You don’t need a top of the range camera – I’m really happy with my midrange camera for intermediate users, a Nikon D5300. A small compact camera can cost from £50 to £200. If you’re looking for a higher zoom lens or for much sharper crisper images, a higher mega pixel rated camera, the cost will rise accordingly.
The two main players in the market are Nikon and Canon. DSLR’s (Digital SLRs) can take images up to 50.6 megapixels such as the Canon 5DS. The Nikon D810E can capture images up to 36 Megapixels. Both cameras have duel memory card slots. A CF Card and an SD Card (CF stand for Compact Flash, SD stands for Secure Digital Card). This means that if one card fails you’ll have a back up card with the same images!
My Nikon D5300 take images up to 24 megapixels. This camera also has a WIFI function so you can use your tablet/iPad or phone/iPhone as a hands free shutter. You can then transfer the images to Facebook if you wanted to. You can get a decent memory card from either Amazon or eBay for about £20. I personally would recommend a 32GB (giga byte) SD card. SanDisk – Transcend – Samsung and Kingston are some of the best cards on the market. These memory manufactures are considered the best for their reliability, customer services and warranty.
A 32GB SD card can store 1900 images in Jpeg format. I use RAW for my images, which is the setting where all the colours are uncompressed so you can edit the photograph more freely than you can in Jpeg format, and maintain their original colours. You can then edit them using Photoshop or Lightroom (another image touch-up software application by adobe).
Lenses & Their Settings

This is a 55-200mm lens with the Autofocus and manual focus switch. This lens also has ‘VR’ which is short for Vibration reduction. This is to reduce the shake you get when holding the camera, which can make your photographs appear blurred.

The same 55-200mm lens but this time showing the numbers which other photographers will look for, so they can see how fast it is and what the aperture speed is.

This is a Nikon AF 500mm 1:1.8 D. This is one of the early 50mm prime lenses, which Nikon released to the market. It is does not have a build in motor so it will not autofocus on the Nikon D3200 or the D5300 camera’s. The user will have to rely on 100% manual focus for this lens for the fore-mentioned cameras.

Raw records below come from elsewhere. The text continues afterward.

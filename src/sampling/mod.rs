mod stratified;

pub use stratified::StratifiedSampler;

use serde::{Deserialize, Serialize};

use crate::math::{Point2, Vec2, Vec3};

#[derive(Copy, Clone, Deserialize, Serialize)]
pub enum SamplerSettings {
    Stratified {
        pixel_samples: Vec2<u16>,
        jitter_samples: bool,
    },
}

impl Default for SamplerSettings {
    fn default() -> Self {
        SamplerSettings::Stratified {
            pixel_samples: Vec2::new(1, 1),
            jitter_samples: true,
        }
    }
}

pub fn create_sampler(settings: SamplerSettings, n_sampled_dimensions: usize) -> Box<dyn Sampler> {
    match settings {
        SamplerSettings::Stratified {
            pixel_samples,
            jitter_samples,
        } => Box::new(StratifiedSampler::new(
            stratified::Params {
                pixel_samples,
                jitter_samples,
            },
            n_sampled_dimensions,
        )),
    }
}

// Based on Physically Based Rendering 3rd ed.
// http://www.pbr-book.org/3ed-2018/Sampling_and_Reconstruction/Sampling_Interface.html

/// Image plane and lens coordinates for one primary ray.
#[derive(Copy, Clone)]
pub struct CameraSample {
    pub p_film: Point2<f32>,
    pub p_lens: Point2<f32>,
}

pub trait Sampler: Send {
    /// Clones this `Sampler` with a decorrelated prng stream for `seed`.
    fn clone_seeded(&self, seed: u64) -> Box<dyn Sampler>;

    /// Returns the number of samples per pixel this `Sampler` generates.
    fn samples_per_pixel(&self) -> u32;

    /// Registers a per-sample sequence of `n` 1D values, returning its id.
    ///
    /// All requests happen before the first `start_pixel` call.
    fn request_1d_array(&mut self, n: usize) -> usize;

    /// Registers a per-sample sequence of `n` 2D values, returning its id.
    fn request_2d_array(&mut self, n: usize) -> usize;

    /// Readies the sampler for a new pixel.
    fn start_pixel(&mut self);

    /// Readies the sampler for a new pixel sample.
    fn start_sample(&mut self);

    /// Returns the next dimension in the current sample vector.
    fn get_1d(&mut self) -> f32;

    /// Returns the next two dimensions in the current sample vector.
    fn get_2d(&mut self) -> Point2<f32>;

    /// Returns the registered 1D sequence for the current sample.
    fn get_1d_array(&mut self, id: usize) -> Option<&[f32]>;

    /// Returns the registered 2D sequence for the current sample.
    fn get_2d_array(&mut self, id: usize) -> Option<&[Point2<f32>]>;

    /// Returns the film and lens coordinates for the current sample.
    fn get_camera_sample(&mut self, p_raster: Point2<u16>) -> CameraSample {
        let jitter = self.get_2d();
        CameraSample {
            p_film: Point2::new(f32::from(p_raster.x), f32::from(p_raster.y))
                + Vec2::new(jitter.x, jitter.y),
            p_lens: self.get_2d(),
        }
    }
}

// Based on Physically Based Rendering 3rd ed.
// https://www.pbr-book.org/3ed-2018/Monte_Carlo_Integration/2D_Sampling_with_Multidimensional_Transformations

pub fn cosine_sample_hemisphere(u: Point2<f32>) -> Vec3<f32> {
    let d = concentric_sample_disk(u);
    let z = (1.0 - d.x * d.x - d.y * d.y).max(0.0).sqrt();
    Vec3::new(d.x, d.y, z)
}

pub fn concentric_sample_disk(u: Point2<f32>) -> Point2<f32> {
    let offset = u * 2.0 - Vec2::new(1.0, 1.0);
    if offset == Point2::zeros() {
        return Point2::zeros();
    }

    let (theta, r) = if offset.x.abs() > offset.y.abs() {
        (
            std::f32::consts::FRAC_PI_4 * (offset.y / offset.x),
            offset.x,
        )
    } else {
        (
            std::f32::consts::FRAC_PI_2 - std::f32::consts::FRAC_PI_4 * (offset.x / offset.y),
            offset.y,
        )
    };

    Point2::new(theta.cos(), theta.sin()) * r
}

pub fn uniform_sample_hemisphere(u: Point2<f32>) -> Vec3<f32> {
    let z = u.x;
    let r = (1.0 - z * z).max(0.0).sqrt();
    let phi = 2.0 * std::f32::consts::PI * u.y;
    Vec3::new(r * phi.cos(), r * phi.sin(), z)
}

pub fn uniform_hemisphere_pdf() -> f32 {
    0.5 * std::f32::consts::FRAC_1_PI
}

pub fn uniform_sample_sphere(u: Point2<f32>) -> Vec3<f32> {
    let z = 1.0 - 2.0 * u.x;
    let r = (1.0 - z * z).max(0.0).sqrt();
    let phi = 2.0 * std::f32::consts::PI * u.y;
    Vec3::new(r * phi.cos(), r * phi.sin(), z)
}

pub fn uniform_sphere_pdf() -> f32 {
    0.25 * std::f32::consts::FRAC_1_PI
}

/// Returns barycentric coordinates distributed uniformly over a triangle.
pub fn uniform_sample_triangle(u: Point2<f32>) -> Point2<f32> {
    let su0 = u.x.sqrt();
    Point2::new(1.0 - su0, u.y * su0)
}

/// The power heuristic for combining two sampling techniques, with the
/// one-sample-each counts folded in.
///
/// Returns zero weight when `own_pdf` is zero so degenerate techniques
/// contribute nothing instead of NaN.
pub fn power_heuristic(own_pdf: f32, other_pdf: f32) -> f32 {
    let own = own_pdf * own_pdf;
    let other = other_pdf * other_pdf;
    if own + other == 0.0 {
        0.0
    } else {
        own / (own + other)
    }
}

// Based on Physically Based Rendering 3rd ed.
// https://www.pbr-book.org/3ed-2018/Monte_Carlo_Integration/Sampling_Random_Variables#Example:Piecewise-Constant1DFunctions

/// A discrete distribution over weighted choices, sampled through its
/// cumulative distribution function.
pub struct Distribution1D {
    func: Vec<f32>,
    cdf: Vec<f32>,
    func_int: f32,
}

impl Distribution1D {
    /// Builds the distribution over `func`. All-zero weights fall back to
    /// a uniform distribution so degenerate scenes keep sampling.
    pub fn new(func: &[f32]) -> Self {
        assert!(!func.is_empty(), "Distribution over nothing");
        debug_assert!(func.iter().all(|w| *w >= 0.0));

        let n = func.len();
        let mut func = func.to_vec();
        let mut cdf = Vec::with_capacity(n + 1);
        cdf.push(0.0);
        for (i, f) in func.iter().enumerate() {
            cdf.push(cdf[i] + f / (n as f32));
        }

        let func_int = cdf[n];
        if func_int == 0.0 {
            func.iter_mut().for_each(|f| *f = 1.0);
            for (i, c) in cdf.iter_mut().enumerate().skip(1) {
                *c = (i as f32) / (n as f32);
            }
        } else {
            cdf.iter_mut().for_each(|c| *c /= func_int);
        }

        Self {
            func,
            cdf,
            func_int,
        }
    }

    pub fn len(&self) -> usize {
        self.func.len()
    }

    pub fn is_empty(&self) -> bool {
        self.func.is_empty()
    }

    /// The integral of the unnormalized weights.
    pub fn integral(&self) -> f32 {
        self.func_int
    }

    /// The full non-descending cumulative distribution in `[0, 1]`,
    /// including the leading zero.
    pub fn cdf(&self) -> &[f32] {
        &self.cdf
    }

    /// Samples a choice with probability proportional to its weight.
    /// Returns the index and its probability mass.
    pub fn sample_discrete(&self, u: f32) -> (usize, f32) {
        let i = find_interval(&self.cdf, u);
        (i, self.discrete_pdf(i))
    }

    /// The probability mass of choice `i`, consistent with
    /// [`Self::sample_discrete`].
    pub fn discrete_pdf(&self, i: usize) -> f32 {
        self.cdf[i + 1] - self.cdf[i]
    }
}

/// Finds the largest index with `cdf[i] <= u`, clamped to a valid choice.
fn find_interval(cdf: &[f32], u: f32) -> usize {
    let mut first = 0;
    let mut len = cdf.len();
    while len > 1 {
        let half = len / 2;
        let middle = first + half;
        if cdf[middle] <= u {
            first = middle;
            len -= half;
        } else {
            len = half;
        }
    }
    first.min(cdf.len() - 2)
}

These memory cards can hold around 3,400 images between them: 2 x 32GB Samsung SD cards and 1 x 64GB SD card.
The main buttons on the top of the camera. The On/Off switch is self explanatory, with the main shutter release button. To the left, is the movie start/stop record button. Bottom middle is LCD display Information display. It allows you to see what your shutter speed, aperture, ISO, White balance etc etc. Right +/- button is the exposure compensation button, but in manual mode, it becomes the aperture adjustment button.
These next two images are of the LCD screen and different settings, which can be used for different types of photographs. I use manual mode for my camera to give more control over the amount of light coming into the camera:

Image 1: Great For Outdoor Shots: Shows my shutter speed at 1/250th of a second. My aperture is set to f/11. This means there is less light coming in to the lens but I can get clearer images for both the foreground and background. My light sensitivity (ISO) is set to 200.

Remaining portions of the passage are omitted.